The problem: Exactly as written, print each of the entries.

Material supplied:
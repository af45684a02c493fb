// src/main.rs
//! Proctor Monitor demonstration harness
//!
//! Runs both monitors against an in-process clipboard, scripts a handful of
//! copy events so the run produces output, and prints each event as it is
//! detected. This binary is a demo of the library surface, not part of the
//! core monitoring contract.

use std::sync::Arc;
use std::time::Duration;

use anyhow::Result;
use clap::Parser;
use tracing::info;

use proctor_monitor::prelude::*;

/// Command line interface for the proctor monitor demo
#[derive(Debug, Parser)]
#[command(
    name = "proctor-monitor",
    about = "Clipboard risk tracking and simulated peripheral change detection",
    long_about = "Demonstrates the proctor-monitor library: a clipboard copy/paste \
                  tracker with exponential risk scoring, keyboard shortcut blocking, \
                  and a simulated USB/monitor change detector."
)]
struct Args {
    /// How long to run before shutting the monitors down, in seconds
    #[arg(long, default_value_t = 20)]
    duration: u64,

    /// Clipboard polling interval in milliseconds
    #[arg(long, default_value_t = 1000)]
    poll_interval_ms: u64,

    /// Tick interval of the simulated device-attach generator, in seconds
    #[arg(long, default_value_t = 10)]
    device_interval: u64,

    /// Tick interval of the simulated monitor-count generator, in seconds
    #[arg(long, default_value_t = 15)]
    display_interval: u64,

    /// Seed the simulated generators for a reproducible run
    #[arg(long)]
    seed: Option<u64>,

    /// Activate shortcut blocking for the duration of the run
    #[arg(long)]
    block_shortcuts: bool,

    /// Output format for events
    #[arg(long, default_value = "human", value_enum)]
    format: OutputFormat,

    /// Verbosity level for logging
    #[arg(short, long, action = clap::ArgAction::Count)]
    verbose: u8,
}

#[derive(Debug, Clone, clap::ValueEnum)]
enum OutputFormat {
    /// Human-readable event lines
    Human,
    /// One JSON object per event
    Json,
}

fn setup_logging(args: &Args) {
    use tracing_subscriber::{fmt, EnvFilter};

    let level = match args.verbose {
        0 => "info",
        1 => "debug",
        _ => "trace",
    };

    let filter = EnvFilter::try_from_default_env().unwrap_or_else(|_| EnvFilter::new(level));

    fmt()
        .with_env_filter(filter)
        .with_target(args.verbose > 1)
        .with_thread_ids(args.verbose > 2)
        .init();
}

fn clipboard_callback(format: OutputFormat) -> EventCallback<ClipboardEvent> {
    Arc::new(move |event| match format {
        OutputFormat::Human => println!(
            "[clipboard] \"{}\" words={} increment={} (x{} within window)",
            event.content_preview, event.word_count, event.risk_increment, event.multiplier
        ),
        OutputFormat::Json => {
            if let Ok(json) = serde_json::to_string(event) {
                println!("{}", json);
            }
        }
    })
}

fn peripheral_callback(format: OutputFormat) -> EventCallback<PeripheralEvent> {
    Arc::new(move |event| match format {
        OutputFormat::Human => println!(
            "[peripheral] {} (+{})",
            event.description, event.risk_increment
        ),
        OutputFormat::Json => {
            if let Ok(json) = serde_json::to_string(event) {
                println!("{}", json);
            }
        }
    })
}

/// Feed scripted pastes into the shared clipboard so a short demo run
/// reliably produces clipboard events.
fn script_pastes(clipboard: SharedClipboard, run_for: Duration) {
    std::thread::spawn(move || {
        let samples = [
            "The quick brown fox jumps over the lazy dog near the riverbank",
            "Answers to question four: mitochondria are the powerhouse of the cell",
            "def solve(n): return n * (n + 1) // 2  # closed form for the sum",
        ];
        let pause = (run_for / (samples.len() as u32 + 1)).max(Duration::from_millis(200));
        for text in samples {
            std::thread::sleep(pause);
            clipboard.set(text);
        }
    });
}

fn main() -> Result<()> {
    let args = Args::parse();
    setup_logging(&args);

    info!("starting proctor-monitor v{}", env!("CARGO_PKG_VERSION"));

    let clipboard = SharedClipboard::new();
    let clipboard_config = ClipboardMonitorConfig {
        poll_interval: Duration::from_millis(args.poll_interval_ms),
        ..Default::default()
    };
    let mut clipboard_monitor =
        ClipboardRiskMonitor::new(clipboard_config, Arc::new(clipboard.clone()))
            .with_callback(clipboard_callback(args.format.clone()));

    let peripheral_config = PeripheralMonitorConfig {
        device_interval: Duration::from_secs(args.device_interval),
        display_interval: Duration::from_secs(args.display_interval),
        rng_seed: args.seed,
        ..Default::default()
    };
    let mut peripheral_monitor = PeripheralMonitor::new(peripheral_config)
        .with_callback(peripheral_callback(args.format.clone()));

    clipboard_monitor.start();
    peripheral_monitor.start();

    if args.block_shortcuts && clipboard_monitor.disable_shortcuts() {
        info!("shortcut blocking requested for this run");
    }

    let run_for = Duration::from_secs(args.duration);
    script_pastes(clipboard, run_for);
    std::thread::sleep(run_for);

    clipboard_monitor.stop();
    peripheral_monitor.stop();

    println!(
        "clipboard: {} events, risk score {}",
        clipboard_monitor.event_count(),
        clipboard_monitor.risk_score()
    );
    println!(
        "peripheral: {} events, risk score {}",
        peripheral_monitor.event_count(),
        peripheral_monitor.risk_score()
    );

    if matches!(args.format, OutputFormat::Json) {
        println!("{}", clipboard_monitor.export_json()?);
        println!("{}", peripheral_monitor.export_json()?);
    }

    Ok(())
}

Solution to this exercise:
repository af45684a02c493fb
// src/main.rs
//! Proctor Monitor demonstration harness
//!
//! Runs both monitors against an in-process clipboard, scripts a handful of
//! copy events so the run produces output, and prints each event as it is
//! detected. This binary is a demo of the library surface, not part of the
//! core monitoring contract.

use std::sync::Arc;
use std::time::Duration;

use anyhow::Result;
use clap::Parser;
use tracing::info;

use proctor_monitor::prelude::*;

/// Command line interface for the proctor monitor demo
#[derive(Debug, Parser)]
#[command(
    name = "proctor-monitor",
    about = "Clipboard risk tracking and simulated peripheral change detection",
    long_about = "Demonstrates the proctor-monitor library: a clipboard copy/paste \
                  tracker with exponential risk scoring, keyboard shortcut blocking, \
                  and a simulated USB/monitor change detector."
)]
struct Args {
    /// How long to run before shutting the monitors down, in seconds
    #[arg(long, default_value_t = 20)]
    duration: u64,

    /// Clipboard polling interval in milliseconds
    #[arg(long, default_value_t = 1000)]
    poll_interval_ms: u64,

    /// Tick interval of the simulated device-attach generator, in seconds
    #[arg(long, default_value_t = 10)]
    device_interval: u64,

    /// Tick interval of the simulated monitor-count generator, in seconds
    #[arg(long, default_value_t = 15)]
    display_interval: u64,

    /// Seed the simulated generators for a reproducible run
    #[arg(long)]
    seed: Option<u64>,

    /// Activate shortcut blocking for the duration of the run
    #[arg(long)]
    block_shortcuts: bool,

    /// Output format for events
    #[arg(long, default_value = "human", value_enum)]
    format: OutputFormat,

    /// Verbosity level for logging
    #[arg(short, long, action = clap::ArgAction::Count)]
    verbose: u8,
}

#[derive(Debug, Clone, clap::ValueEnum)]
enum OutputFormat {
    /// Human-readable event lines
    Human,
    /// One JSON object per event
    Json,
}

fn setup_logging(args: &Args) {
    use tracing_subscriber::{fmt, EnvFilter};

    let level = match args.verbose {
        0 => "info",
        1 => "debug",
        _ => "trace",
    };

    let filter = EnvFilter::try_from_default_env().unwrap_or_else(|_| EnvFilter::new(level));

    fmt()
        .with_env_filter(filter)
        .with_target(args.verbose > 1)
        .with_thread_ids(args.verbose > 2)
        .init();
}

fn clipboard_callback(format: OutputFormat) -> EventCallback<ClipboardEvent> {
    Arc::new(move |event| match format {
        OutputFormat::Human => println!(
            "[clipboard] \"{}\" words={} increment={} (x{} within window)",
            event.content_preview, event.word_count, event.risk_increment, event.multiplier
        ),
        OutputFormat::Json => {
            if let Ok(json) = serde_json::to_string(event) {
                println!("{}", json);
            }
        }
    })
}

fn peripheral_callback(format: OutputFormat) -> EventCallback<PeripheralEvent> {
    Arc::new(move |event| match format {
        OutputFormat::Human => println!(
            "[peripheral] {} (+{})",
            event.description, event.risk_increment
        ),
        OutputFormat::Json => {
            if let Ok(json) = serde_json::to_string(event) {
                println!("{}", json);
            }
        }
    })
}

/// Feed scripted pastes into the shared clipboard so a short demo run
/// reliably produces clipboard events.
fn script_pastes(clipboard: SharedClipboard, run_for: Duration) {
    std::thread::spawn(move || {
        let samples = [
            "The quick brown fox jumps over the lazy dog near the riverbank",
            "Answers to question four: mitochondria are the powerhouse of the cell",
            "def solve(n): return n * (n + 1) // 2  # closed form for the sum",
        ];
        let pause = (run_for / (samples.len() as u32 + 1)).max(Duration::from_millis(200));
        for text in samples {
            std::thread::sleep(pause);
            clipboard.set(text);
        }
    });
}

fn main() -> Result<()> {
    let args = Args::parse();
    setup_logging(&args);

    info!("starting proctor-monitor v{}", env!("CARGO_PKG_VERSION"));

    let clipboard = SharedClipboard::new();
    let clipboard_config = ClipboardMonitorConfig {
        poll_interval: Duration::from_millis(args.poll_interval_ms),
        ..Default::default()
    };
    let mut clipboard_monitor =
        ClipboardRiskMonitor::new(clipboard_config, Arc::new(clipboard.clone()))
            .with_callback(clipboard_callback(args.format.clone()));

    let peripheral_config = PeripheralMonitorConfig {
        device_interval: Duration::from_secs(args.device_interval),
        display_interval: Duration::from_secs(args.display_interval),
        rng_seed: args.seed,
        ..Default::default()
    };
    let mut peripheral_monitor = PeripheralMonitor::new(peripheral_config)
        .with_callback(peripheral_callback(args.format.clone()));

    clipboard_monitor.start();
    peripheral_monitor.start();

    if args.block_shortcuts && clipboard_monitor.disable_shortcuts() {
        info!("shortcut blocking requested for this run");
    }

    let run_for = Duration::from_secs(args.duration);
    script_pastes(clipboard, run_for);
    std::thread::sleep(run_for);

    clipboard_monitor.stop();
    peripheral_monitor.stop();

    println!(
        "clipboard: {} events, risk score {}",
        clipboard_monitor.event_count(),
        clipboard_monitor.risk_score()
    );
    println!(
        "peripheral: {} events, risk score {}",
        peripheral_monitor.event_count(),
        peripheral_monitor.risk_score()
    );

    if matches!(args.format, OutputFormat::Json) {
        println!("{}", clipboard_monitor.export_json()?);
        println!("{}", peripheral_monitor.export_json()?);
    }

    Ok(())
}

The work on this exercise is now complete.